**What to do**
Total the lines of the entries below that hold the string "static", then write only that total.
■ ■ ■ ■ ■
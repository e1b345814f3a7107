//! Scopes for variable bindings

use std::collections::HashMap;

use super::error::Frame;
use super::Value;
use crate::ast::Span;
use crate::types::Scalar;

/// Names seeded into every root scope, with their values
const PREDEFINED: [(&str, Scalar); 6] = [
    ("null", Scalar::U8(0)),
    ("mid", Scalar::U8(0)),
    ("false", Scalar::U8(0)),
    ("cap", Scalar::U8(0)),
    ("true", Scalar::U8(1)),
    ("nocap", Scalar::U8(1)),
];

/// A bound value and whether it may change
#[derive(Debug, Clone, Copy, PartialEq)]
pub struct Binding {
    pub value: Value,
    pub is_const: bool,
}

/// Scope holding variable bindings.
///
/// Reads walk the parent chain; writes only touch this scope.
#[derive(Debug)]
pub struct Scope<'p> {
    /// Context name shown in tracebacks
    name: String,
    bindings: HashMap<String, Binding>,
    parent: Option<&'p Scope<'p>>,
    /// Where the parent was when this scope was entered
    entry_span: Option<Span>,
}

impl Scope<'static> {
    /// Create a root scope seeded with the predefined names
    pub fn root(name: impl Into<String>) -> Self {
        let mut scope = Scope {
            name: name.into(),
            bindings: HashMap::new(),
            parent: None,
            entry_span: None,
        };
        for (ident, scalar) in PREDEFINED {
            scope.define(ident, Value::new(scalar, Span::new(0, 0)), false);
        }
        scope
    }
}

impl<'p> Scope<'p> {
    /// Create a nested scope entered at `entry_span` of `parent`
    pub fn child(parent: &'p Scope<'p>, name: impl Into<String>, entry_span: Span) -> Self {
        Scope {
            name: name.into(),
            bindings: HashMap::new(),
            parent: Some(parent),
            entry_span: Some(entry_span),
        }
    }

    /// Look up a binding in the scope chain
    pub fn get(&self, name: &str) -> Option<&Binding> {
        match self.bindings.get(name) {
            Some(binding) => Some(binding),
            None => self.parent.and_then(|parent| parent.get(name)),
        }
    }

    /// Bind a name in this scope, replacing any earlier binding here
    pub fn define(&mut self, name: &str, value: Value, is_const: bool) {
        self.bindings
            .insert(name.to_string(), Binding { value, is_const });
    }

    /// Whether `name` is bound const in this scope (parents are not consulted)
    pub fn is_const_here(&self, name: &str) -> bool {
        self.bindings.get(name).is_some_and(|b| b.is_const)
    }

    /// Frames from the root down to this scope, this scope at `span`
    pub fn traceback(&self, span: Span) -> Vec<Frame> {
        let mut frames = Vec::new();
        let mut scope = Some(self);
        let mut at = span;
        while let Some(current) = scope {
            frames.push(Frame {
                context: current.name.clone(),
                span: at,
            });
            at = current.entry_span.unwrap_or(at);
            scope = current.parent;
        }
        frames.reverse();
        frames
    }

    /// Bindings of this scope only, sorted by name
    pub fn bindings(&self) -> Vec<(&str, &Binding)> {
        let mut list: Vec<_> = self
            .bindings
            .iter()
            .map(|(name, binding)| (name.as_str(), binding))
            .collect();
        list.sort_by(|a, b| a.0.cmp(b.0));
        list
    }

    /// Drop every binding and reseed the predefined names
    pub fn reset(&mut self) {
        self.bindings.clear();
        if self.parent.is_none() {
            for (ident, scalar) in PREDEFINED {
                self.define(ident, Value::new(scalar, Span::new(0, 0)), false);
            }
        }
    }
}
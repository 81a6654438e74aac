//! Error types for the API

use crate::core::models::Role;
use thiserror::Error;

/// Result type alias for the API
pub type Result<T> = std::result::Result<T, ApiError>;

/// Main error type for the API
#[derive(Error, Debug)]
pub enum ApiError {
    /// Configuration errors, fatal at startup
    #[error("Configuration error: {0}")]
    Config(String),

    /// Database errors not covered by a more specific translation
    #[error("Database error: {0}")]
    Database(sea_orm::DbErr),

    /// YAML parsing errors
    #[error("YAML error: {0}")]
    Yaml(#[from] serde_yaml::Error),

    /// IO errors
    #[error("IO error: {0}")]
    Io(#[from] std::io::Error),

    /// Token encoding errors
    #[error("JWT error: {0}")]
    Jwt(#[from] jsonwebtoken::errors::Error),

    /// Hashing primitive failures
    #[error("Crypto error: {0}")]
    Crypto(String),

    /// Missing or malformed input
    #[error("{message}")]
    Validation {
        message: String,
        hint: Option<FieldHint>,
    },

    /// Registration with an email that already exists
    #[error("Email já está em uso")]
    DuplicateEmail,

    /// Unique constraint violation reported by the store
    #[error("O {field} informado já está em uso")]
    DuplicateEntry { field: String },

    /// Foreign key violation reported by the store
    #[error("Referência a registro inexistente")]
    ForeignKey,

    /// Change-password with a current password that does not verify
    #[error("Senha atual incorreta")]
    WrongCurrentPassword,

    /// Authentication failures
    #[error("{}", .0.message())]
    Unauthenticated(AuthFailure),

    /// Role or ownership mismatch
    #[error("Acesso negado: {message}")]
    Forbidden {
        message: String,
        user_type: Option<Role>,
    },

    /// Referenced entity absent
    #[error("{0}")]
    NotFound(String),

    /// Internal server errors
    #[error("Internal server error: {0}")]
    Internal(String),
}

/// Extra context attached to a validation failure
#[derive(Debug, Clone, PartialEq, Eq)]
pub enum FieldHint {
    /// Fields the request must carry
    Required(Vec<&'static str>),
    /// Values a field accepts
    Allowed(Vec<&'static str>),
}

/// Reasons a request fails authentication
#[derive(Debug, Clone, Copy, PartialEq, Eq)]
pub enum AuthFailure {
    /// No `Authorization: Bearer <token>` header, or an empty token
    MissingToken,
    /// Token signature is valid but its expiry has passed
    ExpiredToken,
    /// Token is malformed or its signature does not match
    InvalidToken,
    /// Token subject no longer exists or was deactivated
    InvalidOrInactiveUser,
    /// Unknown email or wrong password at login
    InvalidCredentials,
    /// Correct credentials for a deactivated account
    InactiveAccount,
    /// A guard or handler ran without an attached identity
    NotAuthenticated,
}

impl AuthFailure {
    /// Enumerable reason code clients branch on
    pub fn code(&self) -> &'static str {
        match self {
            AuthFailure::MissingToken => "MISSING_TOKEN",
            AuthFailure::ExpiredToken => "EXPIRED_TOKEN",
            AuthFailure::InvalidToken => "INVALID_TOKEN",
            AuthFailure::InvalidOrInactiveUser => "INVALID_OR_INACTIVE_USER",
            AuthFailure::InvalidCredentials => "INVALID_CREDENTIALS",
            AuthFailure::InactiveAccount => "INACTIVE_ACCOUNT",
            AuthFailure::NotAuthenticated => "NOT_AUTHENTICATED",
        }
    }

    /// Human readable message
    pub fn message(&self) -> &'static str {
        match self {
            AuthFailure::MissingToken => "Token não fornecido ou formato inválido",
            AuthFailure::ExpiredToken => "Token expirado",
            AuthFailure::InvalidToken => "Token inválido",
            AuthFailure::InvalidOrInactiveUser => "Token inválido ou usuário inativo",
            AuthFailure::InvalidCredentials => "Credenciais inválidas",
            AuthFailure::InactiveAccount => "Usuário desativado",
            AuthFailure::NotAuthenticated => "Usuário não autenticado",
        }
    }

    /// Optional follow-up instruction for the client
    pub fn hint(&self) -> Option<&'static str> {
        match self {
            AuthFailure::MissingToken => Some("Use: Authorization: Bearer <token>"),
            AuthFailure::ExpiredToken => Some("Faça login novamente"),
            _ => None,
        }
    }
}
//! Authentication endpoints
//!
//! Register and login are public. The other two routes sit behind the auth middleware.

mod login;
mod models;
mod password;
mod register;
mod user;

pub use login::login;
pub use models::{LoginResponse, MeResponse, RegisterResponse, UserDetail, UserSummary};
pub use password::change_password;
pub use register::register;
pub use user::get_current_user;

use crate::server::middleware::AuthMiddleware;
use actix_web::web;

/// Configure authentication routes
pub fn configure_routes(cfg: &mut web::ServiceConfig) {
    cfg.service(
        web::scope("/api/auth")
            .route("/register", web::post().to(register))
            .route("/login", web::post().to(login))
            .service(
                web::resource("/me")
                    .wrap(AuthMiddleware)
                    .route(web::get().to(get_current_user)),
            )
            .service(
                web::resource("/change-password")
                    .wrap(AuthMiddleware)
                    .route(web::post().to(change_password)),
            ),
    );
}
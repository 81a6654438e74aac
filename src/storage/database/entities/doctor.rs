use crate::core::models::{DoctorProfile, NewDoctorProfile};
use sea_orm::Set;
use sea_orm::entity::prelude::*;
use serde::{Deserialize, Serialize};

/// Doctor profile database model
#[derive(Clone, Debug, PartialEq, DeriveEntityModel, Eq, Serialize, Deserialize)]
#[sea_orm(table_name = "doctors")]
pub struct Model {
    #[sea_orm(primary_key, auto_increment = false)]
    pub id: Uuid,

    pub name: String,

    /// License number (unique)
    #[sea_orm(unique)]
    pub crm: String,

    pub specialty: String,

    pub phone: Option<String>,

    /// Owning account (unique, 1:1)
    #[sea_orm(unique)]
    pub account_id: Uuid,
}

#[derive(Copy, Clone, Debug, EnumIter, DeriveRelation)]
pub enum Relation {
    #[sea_orm(
        belongs_to = "super::account::Entity",
        from = "Column::AccountId",
        to = "super::account::Column::Id",
        on_delete = "Cascade"
    )]
    Account,
}

impl Related<super::account::Entity> for Entity {
    fn to() -> RelationDef {
        Relation::Account.def()
    }
}

impl ActiveModelBehavior for ActiveModel {}

impl Model {
    pub fn to_domain(&self) -> DoctorProfile {
        DoctorProfile {
            id: self.id,
            account_id: self.account_id,
            name: self.name.clone(),
            crm: self.crm.clone(),
            specialty: self.specialty.clone(),
            phone: self.phone.clone(),
        }
    }

    pub fn new_active(account_id: Uuid, profile: &NewDoctorProfile) -> ActiveModel {
        ActiveModel {
            id: Set(Uuid::new_v4()),
            name: Set(profile.name.clone()),
            crm: Set(profile.crm.clone()),
            specialty: Set(profile.specialty.clone()),
            phone: Set(profile.phone.clone()),
            account_id: Set(account_id),
        }
    }
}
//! Database storage implementation using SeaORM

/// Database entities module
pub mod entities;
/// Database migration module
pub mod migration;
/// SeaORM database implementation module
pub mod seaorm_db;

// Re-export the main database interface
pub use seaorm_db::SeaOrmDatabase as Database;
pub use seaorm_db::{AccountFilter, DatabaseBackendType, Page, RegistrationTx, page_offset};
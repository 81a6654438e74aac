//! Authentication configuration

use serde::{Deserialize, Serialize};
use std::time::Duration;

/// Authentication configuration
#[derive(Debug, Clone, Serialize, Deserialize)]
pub struct AuthConfig {
    /// HS256 signing secret. Required, startup fails when empty.
    #[serde(default)]
    pub jwt_secret: String,
    /// Token lifetime, e.g. `"24h"`, `"30m"`, `"7d"` or plain seconds
    #[serde(default = "default_jwt_expires_in")]
    pub jwt_expires_in: String,
}

impl Default for AuthConfig {
    fn default() -> Self {
        Self {
            jwt_secret: String::new(),
            jwt_expires_in: default_jwt_expires_in(),
        }
    }
}

impl AuthConfig {
    /// Parsed token lifetime
    pub fn token_lifetime(&self) -> Result<Duration, String> {
        parse_lifetime(&self.jwt_expires_in)
    }

    /// Validate authentication configuration
    pub fn validate(&self) -> Result<(), String> {
        if self.jwt_secret.trim().is_empty() {
            return Err("JWT_SECRET must be set".to_string());
        }

        let lifetime = self.token_lifetime()?;
        if lifetime.is_zero() {
            return Err("Token lifetime must be greater than zero".to_string());
        }

        Ok(())
    }
}

fn default_jwt_expires_in() -> String {
    "24h".to_string()
}

/// Parse a lifetime string: `<n>` seconds, or `<n>` followed by `s`, `m`, `h`, `d` or `w`.
pub fn parse_lifetime(value: &str) -> Result<Duration, String> {
    let value = value.trim();
    let split = value
        .find(|c: char| !c.is_ascii_digit())
        .unwrap_or(value.len());
    let (digits, unit) = value.split_at(split);

    let amount: u64 = digits
        .parse()
        .map_err(|_| format!("Invalid token lifetime: {:?}", value))?;

    let multiplier = match unit.trim() {
        "" | "s" => 1,
        "m" => 60,
        "h" => 60 * 60,
        "d" => 60 * 60 * 24,
        "w" => 60 * 60 * 24 * 7,
        other => return Err(format!("Unknown token lifetime unit: {:?}", other)),
    };

    amount
        .checked_mul(multiplier)
        .map(Duration::from_secs)
        .ok_or_else(|| format!("Token lifetime out of range: {:?}", value))
}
■ ■ ■ ■ ■
**Finished exercise**
6